First player picks a digit d between 1 and 9. N is replaced by N - d. Second player does the same thing, but has to choose a key which is adjacent to the last one (but not the same one, you cannot repeat the digit select by the opponent). Repeat until one player gets a negative number.

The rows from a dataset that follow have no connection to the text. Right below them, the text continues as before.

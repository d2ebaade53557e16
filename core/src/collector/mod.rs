//! Result collection
//!
//! The collector is the single consumer of the result channel. It keeps
//! [`RunningStats`] current, emits a [`ProgressSnapshot`] on every tick of
//! the snapshot interval, and produces the [`FinalReport`] once the result
//! channel closes.

mod report;
mod stats;

pub use report::{FinalReport, ProgressSnapshot, SearchSummary};
pub use stats::RunningStats;

use crate::config::Protocol;
use crate::response::RequestResult;

use std::time::{Duration, Instant};
use tokio::sync::mpsc;
use tokio::time::MissedTickBehavior;
use tokio_util::sync::CancellationToken;
use tracing::{debug, trace};

/// Consumes results until every producer is gone
pub struct Collector {
    protocol: Protocol,
    interval: Duration,
    snapshots: Option<mpsc::Sender<ProgressSnapshot>>,
}

impl Collector {
    /// Create a collector that ticks every `interval`
    pub fn new(protocol: Protocol, interval: Duration) -> Self {
        Self {
            protocol,
            interval,
            snapshots: None,
        }
    }

    /// Publish snapshots on `tx`; a full channel skips the snapshot
    pub fn with_snapshots(mut self, tx: mpsc::Sender<ProgressSnapshot>) -> Self {
        self.snapshots = Some(tx);
        self
    }

    /// Run until `results` closes or `cancel` fires
    ///
    /// `cancel` is the hard-stop token only. Results that workers report
    /// after the measurement window are still counted.
    pub async fn collect(
        self,
        cancel: CancellationToken,
        mut results: mpsc::Receiver<RequestResult>,
    ) -> FinalReport {
        let mut stats = RunningStats::new();
        let mut ticker = tokio::time::interval(self.interval);
        ticker.set_missed_tick_behavior(MissedTickBehavior::Skip);
        // first tick completes immediately
        ticker.tick().await;

        loop {
            tokio::select! {
                biased;

                _ = cancel.cancelled() => {
                    debug!(responses = stats.responses(), "Collector stopped by hard cancel");
                    break;
                }
                _ = ticker.tick() => self.emit(&stats),
                received = results.recv() => match received {
                    Some(result) => stats.record_at(&result, Instant::now()),
                    None => {
                        debug!(responses = stats.responses(), "Result channel closed");
                        break;
                    }
                },
            }
        }

        stats.finish_at(self.protocol, Instant::now())
    }

    fn emit(&self, stats: &RunningStats) {
        let Some(snapshot) = stats.snapshot_at(Instant::now()) else {
            return;
        };
        trace!(%snapshot, "Progress");

        if let Some(tx) = &self.snapshots {
            if let Err(mpsc::error::TrySendError::Full(_)) = tx.try_send(snapshot) {
                trace!("Snapshot channel full, skipping");
            }
        }
    }
}

impl std::fmt::Debug for Collector {
    fn fmt(&self, f: &mut std::fmt::Formatter<'_>) -> std::fmt::Result {
        f.debug_struct("Collector")
            .field("protocol", &self.protocol)
            .field("interval", &self.interval)
            .field("snapshots", &self.snapshots.is_some())
            .finish()
    }
}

He lost !

For example, we start with N = 20.

7 8 9

4 5 6

1 2 3

First player can pick any digit and hits 8. N becomes 12.

7 x 9

4 5 6

* * *

Second player can pick 4, 5, 6, 7 or 9. He picks 9 N becomes 3.

* 8 x

* 5 6

* * *

First player can pick 5, 6 or 8. He picks 5. N becomes -2. First player has lost this game.

Your job is to find all winning moves in a starting situation.

Examples: - if N = 1, then 1 is the only winning move (getting to 0 makes the other player lose since he will have to make N negative on his turn). - if N = 8, then 5 is NOT a winning move (since second player can reply with 3).

Note: detailed specification of what is "near".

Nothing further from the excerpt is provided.